История была удивительной, не в последнюю очередь потому, что я лично знал человека, на котором она основывалась, и человек этот был исключительно мягким и добрым, до такой степени, что невозможно было представить, как он может совершить нечто такое опрометчивое и мелодраматичное, как отказ от своего ребенка. И все же в этом была суть идеи: отец, обнаруживший, что не может видеть призрак убитого сына, от которого он отрекся. Местом действия я выбрал летний домик Боба и Каппы в Уэллфлите, в самой дальней части мыса Кейп-Код. Там же происходило действие и моего первого опубликованного рассказа «На острове Скуа», и меня привлекала идея написать для этого дома новый сюжет. «Кто знает? – подумал я тогда. – Может, это станет началом целой серии рассказов о Доме на Мысе. В него могут приезжать гости и привозить с собой новые истории». Я позаимствовал и переработал первое предложение из «Веселого уголка» в дань признательности своему вдохновителю и начал писать.
На тот момент я очень осторожно вплетал в сюжет мотивы, характерные жанру ужасов. Из-под моего пера уже вышли рассказы о мумиях и живых скелетах. Но теперь мне было интересно, смогу ли я справиться с привидениями. В деревне Нью-Полтц, которая может быть, а может и не быть деревней Гугенот, на улице Гугенотов есть замечательный домик с архитектурой в стиле королевы Анны, который называется Дом Дэйо. Как и все остальные здания по этой улице, этот дом принадлежит местному историческому обществу, которое содержит его в исправности. Я немного изменил его историю – так, чтобы на момент передачи историкам его можно было купить частным лицам, – и у меня появился дом для привидения.
После того как роман «Дом окон» был опубликован, мой друг, писатель Ник Маматас, сказал, что роман хорош, но похож на традиционный первый роман, в который писатели обычно пытаются вписать все, что только возможно. Не скажу, что это несправедливое описание. Как только стало ясно, что я (снова) пишу роман, я смирился с этим. И заявил, что если моей рукописи суждено стать книгой, то за эту книгу я буду стоять горой. Даже если на следующий день после публикации меня собьет автобус – любил я повторять, – я хочу оставить после себя только то, чем буду доволен. По правде говоря, даже если эта история не стала моим первым романом, она все равно осталась такой же насыщенной.
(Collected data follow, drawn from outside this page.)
//! JSON Export functionality
//!
//! Exports the whole plan to JSON format with schema versioning.

use crate::error::{WedplanError, WedplanResult};
use crate::models::{
    BudgetCategory, BudgetItem, DayOfEvent, Guest, Moodboard, TimelineTask, Vendor, Wedding,
};
use crate::storage::Storage;
use chrono::{DateTime, Utc};
use serde::{Deserialize, Serialize};
use std::collections::HashSet;
use std::io::Write;

/// Current export schema version
pub const EXPORT_SCHEMA_VERSION: &str = "1.0.0";

/// Full plan export structure
#[derive(Debug, Clone, Serialize, Deserialize)]
pub struct FullExport {
    /// Schema version for compatibility checking
    pub schema_version: String,

    /// Export timestamp
    pub exported_at: DateTime<Utc>,

    /// Application version that created the export
    pub app_version: String,

    pub wedding: Option<Wedding>,

    pub tasks: Vec<TimelineTask>,

    pub budget_categories: Vec<BudgetCategory>,

    pub budget_items: Vec<BudgetItem>,

    pub guests: Vec<Guest>,

    pub vendors: Vec<Vendor>,

    pub moodboards: Vec<Moodboard>,

    pub events: Vec<DayOfEvent>,

    /// Export metadata
    pub metadata: ExportMetadata,
}

/// Counts for a quick look at an export
#[derive(Debug, Clone, Serialize, Deserialize)]
pub struct ExportMetadata {
    pub task_count: usize,
    pub completed_task_count: usize,
    pub budget_category_count: usize,
    pub budget_item_count: usize,
    pub guest_count: usize,
    pub vendor_count: usize,
    pub moodboard_count: usize,
    pub event_count: usize,
}

impl FullExport {
    /// Snapshot everything in storage
    pub fn from_storage(storage: &Storage) -> WedplanResult<Self> {
        let wedding = storage.wedding.get()?;
        let tasks = storage.tasks.get_all()?;
        let budget_categories = storage.budget_categories.get_all()?;
        let budget_items = storage.budget_items.get_all()?;
        let guests = storage.guests.get_all()?;
        let vendors = storage.vendors.get_all()?;
        let moodboards = storage.moodboards.get_all()?;
        let events = storage.events.get_all()?;

        let metadata = ExportMetadata {
            task_count: tasks.len(),
            completed_task_count: tasks.iter().filter(|t| t.completed).count(),
            budget_category_count: budget_categories.len(),
            budget_item_count: budget_items.len(),
            guest_count: guests.len(),
            vendor_count: vendors.len(),
            moodboard_count: moodboards.len(),
            event_count: events.len(),
        };

        Ok(Self {
            schema_version: EXPORT_SCHEMA_VERSION.to_string(),
            exported_at: Utc::now(),
            app_version: env!("CARGO_PKG_VERSION").to_string(),
            wedding,
            tasks,
            budget_categories,
            budget_items,
            guests,
            vendors,
            moodboards,
            events,
            metadata,
        })
    }

    /// Check the schema version and cross-references
    pub fn validate(&self) -> Result<(), String> {
        if self.schema_version != EXPORT_SCHEMA_VERSION {
            return Err(format!(
                "Schema version mismatch: expected {}, got {}",
                EXPORT_SCHEMA_VERSION, self.schema_version
            ));
        }

        let category_ids: HashSet<_> = self.budget_categories.iter().map(|c| c.id).collect();
        let vendor_ids: HashSet<_> = self.vendors.iter().map(|v| v.id).collect();

        for item in &self.budget_items {
            if !category_ids.contains(&item.category_id) {
                return Err(format!(
                    "Budget item {} references unknown category {}",
                    item.id, item.category_id
                ));
            }
            if let Some(vendor_id) = item.vendor_id {
                if !vendor_ids.contains(&vendor_id) {
                    return Err(format!(
                        "Budget item {} references unknown vendor {}",
                        item.id, vendor_id
                    ));
                }
            }
        }

        let mut codes = HashSet::new();
        for guest in &self.guests {
            if !codes.insert(guest.rsvp_code.as_str()) {
                return Err(format!("Duplicate RSVP code {}", guest.rsvp_code));
            }
        }

        Ok(())
    }
}

/// Export the full plan to JSON
pub fn export_full_json<W: Write>(
    storage: &Storage,
    writer: &mut W,
    pretty: bool,
) -> WedplanResult<()> {
    let export = FullExport::from_storage(storage)?;

    if pretty {
        serde_json::to_writer_pretty(writer, &export)
    } else {
        serde_json::to_writer(writer, &export)
    }
    .map_err(|e| WedplanError::Export(e.to_string()))?;

    Ok(())
}

/// Read back a JSON export and verify it
pub fn import_from_json(json_str: &str) -> WedplanResult<FullExport> {
    let export: FullExport =
        serde_json::from_str(json_str).map_err(|e| WedplanError::Import(e.to_string()))?;

    export.validate().map_err(WedplanError::Import)?;

    Ok(export)
}

#[cfg(test)]
mod tests {
    use super::*;
    use crate::config::paths::WedplanPaths;
    use crate::models::{BudgetCategoryId, Category, Money};
    use crate::services::{CreateGuestInput, GuestService};
    use tempfile::TempDir;

    fn create_test_storage() -> (TempDir, Storage) {
        let temp_dir = TempDir::new().unwrap();
        let paths = WedplanPaths::with_base_dir(temp_dir.path().to_path_buf());
        let mut storage = Storage::new(paths).unwrap();
        storage.load_all().unwrap();
        (temp_dir, storage)
    }

    #[test]
    fn test_full_export() {
        let (_temp_dir, storage) = create_test_storage();

        let category = BudgetCategory::new("Venue", Category::Venue, Money::from_dollars(10_000));
        storage.budget_categories.upsert(category.clone()).unwrap();
        let item = BudgetItem::new(category.id, "Deposit", Money::from_dollars(2_000));
        storage.budget_items.upsert(item).unwrap();
        GuestService::new(&storage)
            .add(CreateGuestInput {
                first_name: "Emma".into(),
                last_name: "Johnson".into(),
                ..Default::default()
            })
            .unwrap();

        let mut output = Vec::new();
        export_full_json(&storage, &mut output, true).unwrap();
        let json_str = String::from_utf8(output).unwrap();
        assert!(json_str.contains("\"schema_version\""));

        let imported = import_from_json(&json_str).unwrap();
        assert!(imported.wedding.is_none());
        assert_eq!(imported.metadata.budget_category_count, 1);
        assert_eq!(imported.metadata.budget_item_count, 1);
        assert_eq!(imported.metadata.guest_count, 1);
        assert_eq!(imported.guests[0].first_name, "Emma");
    }

    #[test]
    fn test_validate_catches_dangling_category() {
        let (_temp_dir, storage) = create_test_storage();
        let mut export = FullExport::from_storage(&storage).unwrap();
        let item = BudgetItem::new(BudgetCategoryId::new(), "Orphan", Money::from_dollars(1));
        export.budget_items.push(item);

        let err = export.validate().unwrap_err();
        assert!(err.contains("unknown category"));
    }

    #[test]
    fn test_schema_mismatch() {
        let (_temp_dir, storage) = create_test_storage();
        let mut export = FullExport::from_storage(&storage).unwrap();
        export.schema_version = "0.1.0".into();
        assert!(export.validate().unwrap_err().contains("Schema version mismatch"));
    }
}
Я всегда придерживался принципа Джона Ирвинга: «Чем меньше – тем не лучше, тем меньше. А лучше – больше».
И значительная часть этого больше состояла из того, что мне было интересно. Диккенс, к примеру. Как и в случае с Генри Джеймсом, мое первое знакомство с Диккенсом закончилось не самым лучшим образом: в средней школе я дотянул до последнего и попытался прочитать к тесту «Большие надежды» за пару ночных марафонов. И только после двадцати, когда решил дать Диккенсу (и «Большим надеждам») второй шанс, я смог по достоинству оценить его прозу и стал его преданным поклонником. Как и Джеймс, Диккенс требовал вдумчивого и медленного чтения, но награды за усилия сполна окупали процесс. Оба писателя в своих произведениях создают иллюзию наблюдения за сознанием в процессе понимания – или в попытке понимания – того, что происходит вокруг. Мне это нравилось, и я решил использовать этот прием в моей истории о сверхъестественных событиях. В частности, для того, чтобы показать длительное и непрерывное их проживание. В то же время Диккенс и Джеймс были искусными писателями мелодрамы, которая гармонировала с жанром ужасов. Поразмыслив, я решил, что были и другие способы, которыми я мог воплотить свое увлечение Диккенсом в тексте, но поскольку нарратив, предложенный Бобом и Каппой в Уэллфлите, подразумевал собрание ученых умов, то самым очевидным решением было сделать Роджера Кройдона специализирующимся на Диккенсе профессором университета штата Нью-Йорк в Гугеноте. Это позволило мне представить свою интерпретацию Диккенса в более осознанном виде.
В тексте можно найти аллюзии и на более поздних авторов. Альма-матер Вероники Кройдон, колледж Пенроуз, был отсылкой к прекрасному «Утопающему дереву» Кэрол Гудман. Тетя Элеонор, о которой упоминала бабуля Вероники, отсылает к главной героине виртуозного романа «Призрак дома на холме» Ширли Джексона. История Рудольфа де Кастри и его эссе «Локимантия» были попыткой связать мое повествование с блестящим поздним романом Фрица Лейбера «Богоматерь Тьмы». А весь роман, как одно цельное произведение, несет в себе следы моего глубокого уважения и любви к творчеству Питера Страуба, в особенности к его книгам «История с привидениями» и «Пропавший мальчик, пропавшая девочка». Весной, после того, как роман был напечатан, один из моих современников назвал меня «Страубом из восьмидесятых», что я с радостью воспринял как комплимент.